→ Exercise goal
Scan the entries below and extract each line with the word "ApiEntityBuilder" in it.

→ Collected data
□ □ □ □

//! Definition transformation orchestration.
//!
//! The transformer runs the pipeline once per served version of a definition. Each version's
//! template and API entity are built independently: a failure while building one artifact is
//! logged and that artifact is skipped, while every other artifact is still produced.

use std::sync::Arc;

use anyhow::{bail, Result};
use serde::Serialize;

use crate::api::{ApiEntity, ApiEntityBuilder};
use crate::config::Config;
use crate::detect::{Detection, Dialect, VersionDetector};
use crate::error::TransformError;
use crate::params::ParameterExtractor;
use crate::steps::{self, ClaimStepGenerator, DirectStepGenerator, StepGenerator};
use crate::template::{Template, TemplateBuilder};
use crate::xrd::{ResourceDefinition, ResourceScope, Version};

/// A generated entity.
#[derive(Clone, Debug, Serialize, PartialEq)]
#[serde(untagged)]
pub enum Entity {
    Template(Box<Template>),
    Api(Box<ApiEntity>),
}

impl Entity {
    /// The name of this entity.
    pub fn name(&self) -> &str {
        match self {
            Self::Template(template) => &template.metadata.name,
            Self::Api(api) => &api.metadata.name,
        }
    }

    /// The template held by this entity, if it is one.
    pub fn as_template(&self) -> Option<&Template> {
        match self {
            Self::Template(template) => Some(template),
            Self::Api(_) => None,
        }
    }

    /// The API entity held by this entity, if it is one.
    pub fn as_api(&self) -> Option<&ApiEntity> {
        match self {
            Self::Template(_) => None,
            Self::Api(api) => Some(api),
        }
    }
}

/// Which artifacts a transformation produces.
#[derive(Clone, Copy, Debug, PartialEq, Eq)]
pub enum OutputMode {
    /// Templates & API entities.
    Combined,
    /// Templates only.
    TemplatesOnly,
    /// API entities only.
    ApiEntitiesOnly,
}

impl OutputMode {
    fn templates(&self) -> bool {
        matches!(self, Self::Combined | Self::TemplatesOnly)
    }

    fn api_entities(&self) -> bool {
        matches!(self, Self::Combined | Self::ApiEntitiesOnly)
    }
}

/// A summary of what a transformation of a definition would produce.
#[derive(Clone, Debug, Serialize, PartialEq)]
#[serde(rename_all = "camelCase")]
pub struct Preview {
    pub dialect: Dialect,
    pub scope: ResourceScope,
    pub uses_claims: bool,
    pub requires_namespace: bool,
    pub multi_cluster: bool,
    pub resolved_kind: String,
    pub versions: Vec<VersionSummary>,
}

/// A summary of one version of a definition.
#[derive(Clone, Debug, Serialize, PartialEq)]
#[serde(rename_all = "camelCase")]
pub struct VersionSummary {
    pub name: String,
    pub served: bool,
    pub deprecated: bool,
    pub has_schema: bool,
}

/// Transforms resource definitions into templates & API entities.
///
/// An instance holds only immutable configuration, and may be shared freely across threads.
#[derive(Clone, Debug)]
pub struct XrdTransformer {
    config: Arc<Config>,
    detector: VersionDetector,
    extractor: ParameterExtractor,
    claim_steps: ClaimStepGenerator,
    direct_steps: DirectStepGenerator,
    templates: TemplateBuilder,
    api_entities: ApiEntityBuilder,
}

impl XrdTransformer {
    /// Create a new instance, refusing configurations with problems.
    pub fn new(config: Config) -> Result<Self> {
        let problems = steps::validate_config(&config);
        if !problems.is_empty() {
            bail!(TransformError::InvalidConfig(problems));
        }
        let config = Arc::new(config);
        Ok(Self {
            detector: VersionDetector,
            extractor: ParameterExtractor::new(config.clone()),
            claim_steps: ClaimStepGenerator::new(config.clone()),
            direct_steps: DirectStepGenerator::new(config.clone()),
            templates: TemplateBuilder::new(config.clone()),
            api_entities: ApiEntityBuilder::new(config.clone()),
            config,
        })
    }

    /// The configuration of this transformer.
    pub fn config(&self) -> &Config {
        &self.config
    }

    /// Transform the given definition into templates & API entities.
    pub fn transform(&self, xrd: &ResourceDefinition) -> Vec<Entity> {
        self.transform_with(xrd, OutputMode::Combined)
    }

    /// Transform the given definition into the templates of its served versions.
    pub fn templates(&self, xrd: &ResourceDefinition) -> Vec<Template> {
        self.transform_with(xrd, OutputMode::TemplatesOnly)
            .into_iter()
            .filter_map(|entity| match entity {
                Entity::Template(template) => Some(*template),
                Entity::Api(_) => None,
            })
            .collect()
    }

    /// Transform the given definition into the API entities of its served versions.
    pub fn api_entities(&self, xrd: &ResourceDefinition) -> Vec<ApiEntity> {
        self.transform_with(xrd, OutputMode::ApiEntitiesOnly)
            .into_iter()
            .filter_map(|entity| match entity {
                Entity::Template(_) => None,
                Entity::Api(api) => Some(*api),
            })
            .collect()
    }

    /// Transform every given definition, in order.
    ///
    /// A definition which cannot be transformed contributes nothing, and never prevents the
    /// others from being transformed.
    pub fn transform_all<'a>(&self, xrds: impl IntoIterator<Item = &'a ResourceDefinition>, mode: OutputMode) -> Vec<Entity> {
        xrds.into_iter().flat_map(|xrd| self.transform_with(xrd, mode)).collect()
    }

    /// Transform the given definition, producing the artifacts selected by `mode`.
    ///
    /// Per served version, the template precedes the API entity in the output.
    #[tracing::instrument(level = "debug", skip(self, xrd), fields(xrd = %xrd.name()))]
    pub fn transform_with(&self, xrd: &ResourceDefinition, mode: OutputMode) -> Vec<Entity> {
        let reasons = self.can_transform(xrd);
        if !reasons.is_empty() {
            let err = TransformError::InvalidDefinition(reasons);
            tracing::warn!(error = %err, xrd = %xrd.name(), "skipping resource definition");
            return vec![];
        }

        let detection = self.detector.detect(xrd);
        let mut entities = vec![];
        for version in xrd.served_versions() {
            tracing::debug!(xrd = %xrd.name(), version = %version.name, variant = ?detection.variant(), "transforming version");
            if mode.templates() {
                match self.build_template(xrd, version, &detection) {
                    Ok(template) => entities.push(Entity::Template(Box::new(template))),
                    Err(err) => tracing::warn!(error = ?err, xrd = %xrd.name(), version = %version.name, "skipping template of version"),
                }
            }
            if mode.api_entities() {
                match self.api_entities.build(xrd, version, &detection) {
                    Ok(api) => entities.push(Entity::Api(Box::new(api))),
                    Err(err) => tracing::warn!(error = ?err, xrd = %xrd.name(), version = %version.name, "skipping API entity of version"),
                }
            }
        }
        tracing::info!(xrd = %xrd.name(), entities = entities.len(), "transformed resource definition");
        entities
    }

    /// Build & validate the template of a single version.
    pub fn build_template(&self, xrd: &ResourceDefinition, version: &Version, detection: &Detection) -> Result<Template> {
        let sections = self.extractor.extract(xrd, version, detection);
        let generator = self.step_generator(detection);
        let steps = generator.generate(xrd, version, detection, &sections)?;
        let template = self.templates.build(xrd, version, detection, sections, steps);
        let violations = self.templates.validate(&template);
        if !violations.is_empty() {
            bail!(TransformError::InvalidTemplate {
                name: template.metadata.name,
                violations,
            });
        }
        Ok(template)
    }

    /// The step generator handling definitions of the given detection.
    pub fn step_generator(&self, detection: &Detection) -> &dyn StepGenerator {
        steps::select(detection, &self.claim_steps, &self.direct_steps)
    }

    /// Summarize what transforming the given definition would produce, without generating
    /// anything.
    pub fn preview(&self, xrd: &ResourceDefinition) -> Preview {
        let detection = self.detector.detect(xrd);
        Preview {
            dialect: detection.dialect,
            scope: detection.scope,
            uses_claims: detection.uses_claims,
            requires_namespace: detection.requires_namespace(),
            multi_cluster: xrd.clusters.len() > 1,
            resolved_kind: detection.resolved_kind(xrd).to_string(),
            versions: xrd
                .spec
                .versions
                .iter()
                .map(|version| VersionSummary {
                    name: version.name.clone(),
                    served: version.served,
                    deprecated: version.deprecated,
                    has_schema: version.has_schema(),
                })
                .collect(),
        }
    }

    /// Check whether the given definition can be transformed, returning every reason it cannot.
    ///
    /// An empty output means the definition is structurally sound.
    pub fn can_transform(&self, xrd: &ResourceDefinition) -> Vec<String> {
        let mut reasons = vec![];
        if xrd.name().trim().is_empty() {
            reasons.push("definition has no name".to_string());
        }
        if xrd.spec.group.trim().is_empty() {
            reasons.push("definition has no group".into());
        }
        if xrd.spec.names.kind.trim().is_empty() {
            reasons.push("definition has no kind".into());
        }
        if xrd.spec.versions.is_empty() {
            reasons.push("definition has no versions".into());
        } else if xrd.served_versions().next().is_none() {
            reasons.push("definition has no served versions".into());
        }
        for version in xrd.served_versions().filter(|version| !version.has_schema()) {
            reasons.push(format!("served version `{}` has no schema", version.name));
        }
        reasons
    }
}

□ □ □ □

→ Expected answer
use crate::api::{ApiEntity, ApiEntityBuilder};
    api_entities: ApiEntityBuilder,
            api_entities: ApiEntityBuilder::new(config.clone()),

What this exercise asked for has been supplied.